Work required:
Take each line of the entries below that contains "firmware" and copy it.

Dataset extract:
====

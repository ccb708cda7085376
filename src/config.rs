//! Configuration traits and implementations for buffer sizing and messages.
//!
//! The `ShellConfig` trait allows compile-time configuration of line capacity,
//! argument limits, the prompt and the user-facing report prefixes without
//! runtime overhead.

/// Storage ceiling for the edit buffer. `ShellConfig::MAX_INPUT` may not exceed it.
pub const LINE_STORAGE: usize = 256;

/// Storage ceiling for parsed arguments. `ShellConfig::MAX_ARGS` may not exceed it.
pub const ARG_STORAGE: usize = 32;

/// Default number of descriptors a `Registry` can hold.
pub const DEFAULT_MAX_COMMANDS: usize = 100;

/// Port the TCP transport listens on by default.
pub const DEFAULT_TCP_PORT: u16 = 3030;

/// Shell configuration trait defining capacities and messages.
///
/// All values are const (zero runtime cost).
pub trait ShellConfig {
    /// Edit buffer capacity including the terminator slot (default: 64).
    ///
    /// A submitted line holds at most `MAX_INPUT - 1` bytes.
    const MAX_INPUT: usize;

    /// Maximum number of argument tokens after the command name (default: 8)
    const MAX_ARGS: usize;

    /// Prompt printed after activation, reset and every processed line
    const PROMPT: &'static str;

    /// Prefix for an unresolved command name
    const MSG_UNKNOWN_COMMAND: &'static str = "Unknown command: ";

    /// Prefix for an assignment whose left-hand side is not a parameter
    const MSG_UNKNOWN_PARAMETER: &'static str = "Unknown parameter: ";

    /// Prefix for a line carrying more than `MAX_ARGS` arguments
    const MSG_TOO_MANY_ARGUMENTS: &'static str = "Too many arguments (max ";

    /// Reported when the line is not valid UTF-8
    const MSG_INVALID_INPUT: &'static str = "Invalid input";
}

/// Default configuration matching the classic firmware shell.
///
/// - MAX_INPUT: 64 bytes
/// - MAX_ARGS: 8 arguments
/// - PROMPT: `"$ "`
#[derive(Debug, Copy, Clone, PartialEq, Eq)]
pub struct DefaultConfig;

impl ShellConfig for DefaultConfig {
    const MAX_INPUT: usize = 64;
    const MAX_ARGS: usize = 8;
    const PROMPT: &'static str = "$ ";
}

/// Minimal configuration for resource-constrained systems.
///
/// - MAX_INPUT: 32 bytes
/// - MAX_ARGS: 4 arguments
/// - PROMPT: `"$ "`
#[derive(Debug, Copy, Clone, PartialEq, Eq)]
pub struct MinimalConfig;

impl ShellConfig for MinimalConfig {
    const MAX_INPUT: usize = 32;
    const MAX_ARGS: usize = 4;
    const PROMPT: &'static str = "$ ";
}
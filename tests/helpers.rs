//! Shared test helpers to reduce duplication across integration tests.

#![allow(dead_code)]

#[allow(clippy::duplicate_mod)]
#[path = "fixtures/mod.rs"]
mod fixtures;

pub use fixtures::{MockListener, MockStream, Mode, Params, RemotePeer, TEST_CAPACITY};
use poll_shell::{NetListener, Shell, StreamSelector};

/// Shell with only a console.
pub type ConsoleShell = Shell<'static, MockStream>;

/// Shell with a console and the scripted network transport.
pub type NetworkShell = Shell<'static, MockStream, MockListener>;

// ============================================================================
// Shell Creation Helpers
// ============================================================================

/// Console-only shell over the argument-printing registry, activated, with
/// the initial prompt already cleared.
pub fn create_test_shell() -> (ConsoleShell, MockStream, Params) {
    let (registry, params) = fixtures::test_registry();
    let console = MockStream::new();
    let mut shell = Shell::new(registry, StreamSelector::console_only(console.clone()));
    shell.activate().unwrap();
    console.clear_output();
    (shell, console, params)
}

/// Console-only shell over the registry with built-in commands.
pub fn create_builtin_shell() -> (ConsoleShell, MockStream, Params) {
    let (registry, params) = fixtures::builtin_registry();
    let console = MockStream::new();
    let mut shell = Shell::new(registry, StreamSelector::console_only(console.clone()));
    shell.activate().unwrap();
    console.clear_output();
    (shell, console, params)
}

/// Shell with console and network listener; nothing is active yet.
pub fn create_network_shell() -> (NetworkShell, MockStream, MockListener) {
    let (registry, _params) = fixtures::test_registry();
    let console = MockStream::new();
    let listener = MockListener::new();
    let shell = Shell::new(
        registry,
        StreamSelector::with_network(console.clone(), listener.clone()),
    );
    (shell, console, listener)
}

// ============================================================================
// Input Helpers
// ============================================================================

/// Queue `text` on `stream` and run one poll cycle.
pub fn type_input<L: NetListener>(
    shell: &mut Shell<'static, MockStream, L>,
    stream: &MockStream,
    text: &str,
) {
    stream.push_input(text);
    shell.tick().unwrap();
}

/// Queue raw bytes on `stream` and run one poll cycle.
pub fn type_bytes<L: NetListener>(
    shell: &mut Shell<'static, MockStream, L>,
    stream: &MockStream,
    bytes: &[u8],
) {
    stream.push_bytes(bytes);
    shell.tick().unwrap();
}

/// Submit a full line (CR terminated) and return the output it produced.
pub fn run_line(shell: &mut ConsoleShell, console: &MockStream, line: &str) -> String {
    console.clear_output();
    type_input(shell, console, line);
    type_input(shell, console, "\r");
    console.take_output()
}

/// Press enter on an empty line and return the output.
pub fn press_enter(shell: &mut ConsoleShell, console: &MockStream) -> String {
    console.clear_output();
    type_input(shell, console, "\r");
    console.take_output()
}

/// Press the backspace key (DEL) `n` times.
pub fn press_backspace_n(shell: &mut ConsoleShell, console: &MockStream, n: usize) {
    for _ in 0..n {
        type_bytes(shell, console, &[0x7F]);
    }
}

// ============================================================================
// Assertion Helpers
// ============================================================================

/// Assert output contains all expected strings.
pub fn assert_contains_all(output: &str, expected: &[&str]) {
    for text in expected {
        assert!(
            output.contains(text),
            "Expected {:?} in output, got: {:?}",
            text,
            output
        );
    }
}

/// Assert output contains none of the strings.
pub fn assert_contains_none(output: &str, unexpected: &[&str]) {
    for text in unexpected {
        assert!(
            !output.contains(text),
            "Unexpected {:?} in output: {:?}",
            text,
            output
        );
    }
}

/// Assert output ends with the prompt.
pub fn assert_prompt(output: &str) {
    assert!(
        output.ends_with("$ "),
        "Expected output to end with the prompt, got: {:?}",
        output
    );
}
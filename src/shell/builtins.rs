//! Built-in commands: `help`, `params` and `echo`.
//!
//! Registered with `Registry::register_builtins()`.

use super::Context;
use crate::command::CommandMeta;

/// `help` - list plain commands with their descriptions.
pub static HELP: CommandMeta = CommandMeta {
    name: "help",
    description: "Displays the help about commands",
    handler: help,
};

/// `params [show]` - list parameters, or print all current values.
pub static PARAMS: CommandMeta = CommandMeta {
    name: "params",
    description: "Displays the available parameters. Usage: params [show]",
    handler: params,
};

/// `echo [on|off]` - set or toggle character echo.
pub static ECHO: CommandMeta = CommandMeta {
    name: "echo",
    description: "Switch echo mode. Usage: echo [on|off]",
    handler: echo,
};

/// All built-ins in registration order.
pub static ALL: [&CommandMeta; 3] = [&HELP, &PARAMS, &ECHO];

fn help(ctx: &mut Context<'_>, _args: &[&str]) {
    ctx.println("Available commands:");
    for node in ctx.list_matching(false) {
        ctx.print(node.name());
        ctx.println(":");
        ctx.print("\t");
        ctx.println(node.description());
    }
}

fn params(ctx: &mut Context<'_>, args: &[&str]) {
    if args.first() == Some(&"show") {
        ctx.show_all_parameters();
        return;
    }

    ctx.println("Available parameters:");
    for node in ctx.list_matching(true) {
        ctx.print(node.name());
        ctx.println(":");
        ctx.print("\t");
        ctx.print(node.description());
        if let Some(type_name) = node.parameter_type() {
            ctx.print(" (");
            ctx.print(type_name);
            ctx.print(")");
        }
        ctx.println("");
    }
}

fn echo(ctx: &mut Context<'_>, args: &[&str]) {
    let enabled = match args.first().copied() {
        Some("on") => true,
        Some("off") => false,
        _ => !ctx.echo(),
    };

    ctx.set_echo(enabled);
    ctx.println(if enabled { "Echo enabled" } else { "Echo disabled" });
}
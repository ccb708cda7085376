//! Command and parameter descriptors.
//!
//! A descriptor is either a plain command (`CommandMeta`, const-initializable,
//! lives in ROM) or a runtime parameter (`Parameter<T>`, settable state). Both
//! are referenced from the `Registry` through the tagged `Node` variant.
//!
//! Descriptors are registered once at start of day and never mutated or removed;
//! the registry only borrows them, so they must outlive the shell.

use crate::shell::Context;
use core::cell::Cell;
use critical_section::Mutex;
use core::fmt;

pub mod registry;
pub mod value;

pub use registry::{Matching, Registry};
pub use value::ParamValue;

/// Command handler.
///
/// Receives the argument tokens after the command name; an empty slice means
/// no arguments were supplied. Output goes through the `Context`.
pub type CommandFn = fn(&mut Context<'_>, &[&str]);

/// Plain command descriptor (const-initializable).
#[derive(Debug, Clone)]
pub struct CommandMeta {
    /// Command name (non-empty, unique in the registry)
    pub name: &'static str,

    /// Help text shown by `help`
    pub description: &'static str,

    /// Handler invoked on dispatch
    pub handler: CommandFn,
}

/// Object-safe view of a runtime parameter.
///
/// A parameter behaves like a command taking zero or one argument: with one
/// argument it converts and stores the value, and in both cases it prints
/// `name=value`.
pub trait ParameterHandle {
    /// Parameter name (non-empty, unique in the registry).
    fn name(&self) -> &str;

    /// Help text shown by `params`.
    fn description(&self) -> &str;

    /// Type hint shown by `params`.
    fn type_name(&self) -> &'static str;

    /// Set (when an argument is given) and print the current value.
    fn invoke(&self, ctx: &mut Context<'_>, args: &[&str]);
}

/// Typed runtime parameter.
///
/// The value sits behind a critical-section mutex, so a parameter can be a
/// `static` that the rest of the firmware reads with `get()` while the shell
/// sets it through the registry.
///
/// ```rust,ignore
/// static GAIN: Parameter<f32> = Parameter::new("gain", "Controller gain", 1.5);
///
/// registry.register_parameter(&GAIN)?;
/// // operator types `gain=2.25`
/// assert_eq!(GAIN.get(), 2.25);
/// ```
pub struct Parameter<T: ParamValue> {
    name: &'static str,
    description: &'static str,
    value: Mutex<Cell<T>>,
}

impl<T: ParamValue> Parameter<T> {
    /// Create a parameter with its start value.
    pub const fn new(name: &'static str, description: &'static str, initial: T) -> Self {
        Self {
            name,
            description,
            value: Mutex::new(Cell::new(initial)),
        }
    }

    /// Current value.
    pub fn get(&self) -> T {
        critical_section::with(|cs| self.value.borrow(cs).get())
    }

    /// Overwrite the current value.
    pub fn set(&self, value: T) {
        critical_section::with(|cs| self.value.borrow(cs).set(value));
    }
}

impl<T: ParamValue + fmt::Debug> fmt::Debug for Parameter<T> {
    fn fmt(&self, f: &mut fmt::Formatter<'_>) -> fmt::Result {
        f.debug_struct("Parameter")
            .field("name", &self.name)
            .field("value", &self.get())
            .finish_non_exhaustive()
    }
}

impl<T: ParamValue> ParameterHandle for Parameter<T> {
    fn name(&self) -> &str {
        self.name
    }

    fn description(&self) -> &str {
        self.description
    }

    fn type_name(&self) -> &'static str {
        T::TYPE_NAME
    }

    fn invoke(&self, ctx: &mut Context<'_>, args: &[&str]) {
        if let Some(token) = args.first() {
            self.set(T::from_token(token));
        }

        ctx.print(self.name);
        ctx.print("=");
        let value = self.get();
        // Write failures are latched by the context
        let _ = value.write_value(ctx);
        ctx.println("");
    }
}

/// Registry entry: command or parameter.
///
/// Dispatch is by pattern matching on the variant.
#[derive(Clone, Copy)]
pub enum Node<'a> {
    /// Plain command
    Command(&'a CommandMeta),

    /// Runtime parameter
    Parameter(&'a dyn ParameterHandle),
}

impl<'a> Node<'a> {
    /// Descriptor name.
    pub fn name(&self) -> &'a str {
        match self {
            Node::Command(cmd) => cmd.name,
            Node::Parameter(param) => param.name(),
        }
    }

    /// Help text.
    pub fn description(&self) -> &'a str {
        match self {
            Node::Command(cmd) => cmd.description,
            Node::Parameter(param) => param.description(),
        }
    }

    /// Check if this node is a parameter.
    pub fn is_parameter(&self) -> bool {
        matches!(self, Node::Parameter(_))
    }

    /// Type hint, present only for parameters.
    pub fn parameter_type(&self) -> Option<&'static str> {
        match self {
            Node::Command(_) => None,
            Node::Parameter(param) => Some(param.type_name()),
        }
    }

    /// Run the descriptor's handler.
    pub fn invoke(&self, ctx: &mut Context<'_>, args: &[&str]) {
        match self {
            Node::Command(cmd) => (cmd.handler)(ctx, args),
            Node::Parameter(param) => param.invoke(ctx, args),
        }
    }
}

impl fmt::Debug for Node<'_> {
    fn fmt(&self, f: &mut fmt::Formatter<'_>) -> fmt::Result {
        match self {
            Node::Command(cmd) => f.debug_tuple("Command").field(&cmd.name).finish(),
            Node::Parameter(param) => f
                .debug_tuple("Parameter")
                .field(&param.name())
                .field(&param.type_name())
                .finish(),
        }
    }
}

====

Exercise response:
/// Default configuration matching the classic firmware shell.
/// `static` that the rest of the firmware reads with `get()` while the shell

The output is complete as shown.